• **Exercise**:
In the entries that follow, how many lines contain "buffer"? Please reply with only the number.

Record set Block Start

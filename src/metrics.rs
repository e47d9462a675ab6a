//! Prometheus metrics.
//!
//! Every [`Metrics`] owns its own [`Registry`]; nothing is process-global, so
//! two instances (two servers in one test binary, say) never share counters.

use std::time::Instant;

use prometheus::{
    Encoder, Histogram, HistogramOpts, HistogramVec, IntCounterVec, Opts, Registry, TextEncoder,
};

use crate::error::MetricsError;

const LATENCY_BUCKETS: &[f64] = &[0.0005, 0.001, 0.005, 0.01, 0.05, 0.1, 0.5, 1.0, 5.0];

/// Outcome label for similarity searches.
#[derive(Debug, Clone, Copy, PartialEq, Eq)]
pub enum SearchStatus {
    Ok,
    Invalid,
    Error,
}

impl SearchStatus {
    fn as_str(self) -> &'static str {
        match self {
            Self::Ok => "ok",
            Self::Invalid => "invalid",
            Self::Error => "error",
        }
    }
}

/// Timed computations.
#[derive(Debug, Clone, Copy, PartialEq, Eq)]
pub enum Computation {
    SignatureRecovery,
    SessionSeal,
    SessionUnseal,
}

impl Computation {
    fn as_str(self) -> &'static str {
        match self {
            Self::SignatureRecovery => "signature_recovery",
            Self::SessionSeal => "session_seal",
            Self::SessionUnseal => "session_unseal",
        }
    }
}

/// Event contexts counted by `walletgate_events_total`.
#[derive(Debug, Clone, Copy, PartialEq, Eq)]
pub enum EventContext {
    MessageIssued,
    Verify,
    SignOut,
    IdentityUpsert,
    TrustEvent,
    RateLimited,
}

impl EventContext {
    fn as_str(self) -> &'static str {
        match self {
            Self::MessageIssued => "message_issued",
            Self::Verify => "verify",
            Self::SignOut => "sign_out",
            Self::IdentityUpsert => "identity_upsert",
            Self::TrustEvent => "trust_event",
            Self::RateLimited => "rate_limited",
        }
    }
}

#[derive(Clone)]
pub struct Metrics {
    registry: Registry,
    searches: IntCounterVec,
    search_duration: Histogram,
    computations: IntCounterVec,
    computation_duration: HistogramVec,
    events: IntCounterVec,
    verifications: IntCounterVec,
}

impl std::fmt::Debug for Metrics {
    fn fmt(&self, f: &mut std::fmt::Formatter<'_>) -> std::fmt::Result {
        f.debug_struct("Metrics").finish_non_exhaustive()
    }
}

impl Metrics {
    pub fn new() -> Result<Self, MetricsError> {
        let registry = Registry::new();

        let searches = IntCounterVec::new(
            Opts::new(
                "walletgate_similarity_searches_total",
                "Similarity searches by status",
            ),
            &["status"],
        )?;
        let search_duration = Histogram::with_opts(
            HistogramOpts::new(
                "walletgate_similarity_search_duration_seconds",
                "Similarity search latency in seconds",
            )
            .buckets(LATENCY_BUCKETS.to_vec()),
        )?;
        let computations = IntCounterVec::new(
            Opts::new("walletgate_computations_total", "Computations by kind"),
            &["kind"],
        )?;
        let computation_duration = HistogramVec::new(
            HistogramOpts::new(
                "walletgate_computation_duration_seconds",
                "Computation duration in seconds",
            )
            .buckets(LATENCY_BUCKETS.to_vec()),
            &["kind"],
        )?;
        let events = IntCounterVec::new(
            Opts::new("walletgate_events_total", "Events by context"),
            &["context"],
        )?;
        let verifications = IntCounterVec::new(
            Opts::new(
                "walletgate_auth_verifications_total",
                "Sign-in verifications by outcome",
            ),
            &["outcome"],
        )?;

        registry.register(Box::new(searches.clone()))?;
        registry.register(Box::new(search_duration.clone()))?;
        registry.register(Box::new(computations.clone()))?;
        registry.register(Box::new(computation_duration.clone()))?;
        registry.register(Box::new(events.clone()))?;
        registry.register(Box::new(verifications.clone()))?;

        Ok(Self {
            registry,
            searches,
            search_duration,
            computations,
            computation_duration,
            events,
            verifications,
        })
    }

    pub fn observe_search(&self, status: SearchStatus, started: Instant) {
        self.searches.with_label_values(&[status.as_str()]).inc();
        self.search_duration
            .observe(started.elapsed().as_secs_f64());
    }

    /// Run `f`, recording its duration under `kind`.
    pub fn time<T>(&self, kind: Computation, f: impl FnOnce() -> T) -> T {
        let started = Instant::now();
        let out = f();
        let label = [kind.as_str()];
        self.computations.with_label_values(&label).inc();
        self.computation_duration
            .with_label_values(&label)
            .observe(started.elapsed().as_secs_f64());
        out
    }

    pub fn record_event(&self, context: EventContext) {
        self.events.with_label_values(&[context.as_str()]).inc();
    }

    /// `outcome` is `success` or a failure reason label.
    pub fn record_verification(&self, outcome: &str) {
        self.verifications.with_label_values(&[outcome]).inc();
    }

    /// Prometheus text exposition of the current state.
    pub fn render(&self) -> Result<String, MetricsError> {
        let encoder = TextEncoder::new();
        let mut buffer = Vec::new();
        encoder.encode(&self.registry.gather(), &mut buffer)?;
        Ok(String::from_utf8(buffer)?)
    }

    #[cfg(test)]
    pub(crate) fn verification_count(&self, outcome: &str) -> u64 {
        self.verifications.with_label_values(&[outcome]).get()
    }

    #[cfg(test)]
    pub(crate) fn search_count(&self, status: SearchStatus) -> u64 {
        self.searches.with_label_values(&[status.as_str()]).get()
    }
}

Record set Block End

• **Task answer**:
3